Il 30 maggio 1975, a quattro anni dal suo arrivo in Calabria e dopo solo tre anni accademici, Beniamino Andreatta, in un'aula stracolma di docenti e di studenti, pronuncia un discorso di commiato che, a distanza di mezzo secolo, consente una riflessione non banale sulle sorti dell'università italiana e, in particolare, su quelle dell'Ateneo di Arcavacata.

In uno dei passaggi più significativi, Andreatta sottolineerà la necessità di “mantenere, con un po’ di distanza dalle polemiche di tutti i giorni, il senso che tutti abbiamo partecipato e stiamo partecipando a una avventura importante, che stiamo costruendo una tradizione”.
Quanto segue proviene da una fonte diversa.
//! Tender Evaluation API
//!
//! A retrieval-augmented chat back-end for evaluating tender submissions:
//! - Context retrieval from an AWS Bedrock Knowledge Base
//! - Answer generation through Bedrock (batch and streaming)
//! - Source citations resolved to presigned S3 links
//! - Evaluation document management in S3

pub mod api;
pub mod cli;
pub mod config;
pub mod domain;
pub mod infrastructure;

pub use config::AppConfig;

use std::sync::Arc;
use std::time::Duration;

use tracing::info;

use api::state::AppState;
use domain::citation::CitationExtractor;
use domain::generation::GenerationParams;
use domain::orchestrator::ConversationOrchestrator;
use domain::prompt::PromptComposer;
use domain::storage::DocumentStore;
use infrastructure::generation::bedrock::{BedrockClient, BedrockGenerator};
use infrastructure::retrieval::bedrock_kb::{
    BedrockKnowledgeBaseConfig, BedrockKnowledgeBaseRetriever,
};
use infrastructure::storage::s3::S3DocumentStore;

/// Create the application state with all services initialized
pub async fn create_app_state(config: &AppConfig) -> anyhow::Result<AppState> {
    if config.retrieval.knowledge_base_id.is_empty() {
        anyhow::bail!("retrieval.knowledge_base_id must be configured");
    }

    if config.storage.bucket.is_empty() {
        anyhow::bail!("storage.bucket must be configured");
    }

    let aws_config = if let Some(region) = &config.retrieval.region {
        aws_config::defaults(aws_config::BehaviorVersion::latest())
            .region(aws_config::Region::new(region.clone()))
            .load()
            .await
    } else {
        aws_config::defaults(aws_config::BehaviorVersion::latest())
            .load()
            .await
    };

    let document_store = Arc::new(S3DocumentStore::new(&config.storage.bucket, &aws_config));

    // Evaluation criteria are loaded once; the prompt never varies afterwards
    info!(key = %config.storage.criteria_key, "loading evaluation criteria");
    let criteria_bytes = document_store.get(&config.storage.criteria_key).await?;
    let criteria = String::from_utf8(criteria_bytes.to_vec())
        .map_err(|e| anyhow::anyhow!("criteria file is not valid UTF-8: {}", e))?;

    let retriever = Arc::new(BedrockKnowledgeBaseRetriever::new(
        BedrockKnowledgeBaseConfig {
            knowledge_base_id: config.retrieval.knowledge_base_id.clone(),
            top_k: config.retrieval.top_k,
        },
        &aws_config,
    ));

    let params = GenerationParams {
        model_id: config.generation.model_id.clone(),
        max_tokens: config.generation.max_tokens,
        temperature: config.generation.temperature,
        top_p: config.generation.top_p,
        top_k: config.generation.top_k,
        stop_sequences: config.generation.stop_sequences.clone(),
    };
    let generator = Arc::new(BedrockGenerator::new(
        BedrockClient::new(&aws_config),
        params,
    ));

    let citations = CitationExtractor::new(
        document_store.clone(),
        Duration::from_secs(config.storage.presign_ttl_secs),
    );

    let orchestrator = ConversationOrchestrator::new(
        retriever,
        PromptComposer::new(criteria),
        generator,
        citations,
    );

    Ok(AppState::new(
        Arc::new(orchestrator),
        document_store,
        config.storage.documents_prefix.clone(),
    ))
}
Sarà poi il caso di operare alcune scelte che influiranno sul futuro dell'Università della Calabria: “Possiamo costruire una tradizione sciatta, contraddittoria, o possiamo stabilire una tradizione con questa tensione alla ricerca della qualità e dell’eccellenza. Possiamo stabilire un rapporto corretto con la politica o possiamo ricostruire un rapporto di sudditanza, di clientela, con la politica. Possiamo fare della ricerca innovativa o possiamo fare della ricerca puramente ripetitiva e compilativa”.

L'auspicio del primo rettore dell'Ateneo di Arcavacata è che docenti e studenti possano trovare quella “tensione collettiva” che permetta loro di scegliere la “strada della qualità”, opponendosi a coloro che invece avrebbero preferito percorrerne un'altra.

Cosa prevedesse la strada della qualità, Andreatta lo ha chiarito in diverse occasioni, facendo in modo che i principi nei quali credeva confluissero nello Statuto dell'università che aveva contribuito a fondare. In esso, per esempio, si riconosce l’autonomia tra i diversi corpi dell’università che ha preparato il superamento delle facoltà nei dipartimenti. Tuttavia, nel discorso del '75, denuncerà il preoccupante permanere di “un sistema di relazioni pre-capitalistico e clientelare in cui la selezione del personale viene fatta tramite circuiti politici”.

Per quanto tempo ancora si è conservata quella tensione, quella speranza, quel gusto faustiano di progettazione del futuro che ha caratterizzato i padri fondatori dell'Ateneo calabrese?

A Cosenza, aveva detto Andreatta inaugurando il primo anno accademico, deve sorgere una società veramente nuova di giovani, in una dimensione di grande libertà. Autonomia, tradizione, impegno, libertà: la scelta delle parole ricalca sorprendentemente quella recentemente adottata da Tomaso Montanari, rettore dell'Università per Stranieri di Siena, in un bel volumetto, intitolato Libera università, da poco uscito per Einaudi e dedicato a ciò che oggi minaccia in Italia la libertà della conoscenza e dell'insegnamento universitario e all'individuazione delle misure che consentirebbero di far fronte a questi pericoli. Pericoli che evidentemente non erano stati scongiurati del tutto quando Andreatta scelse di lasciare la Calabria e che, secondo quanto assicura Montanari, non sono stati ancora superati dall'Accademia italiana.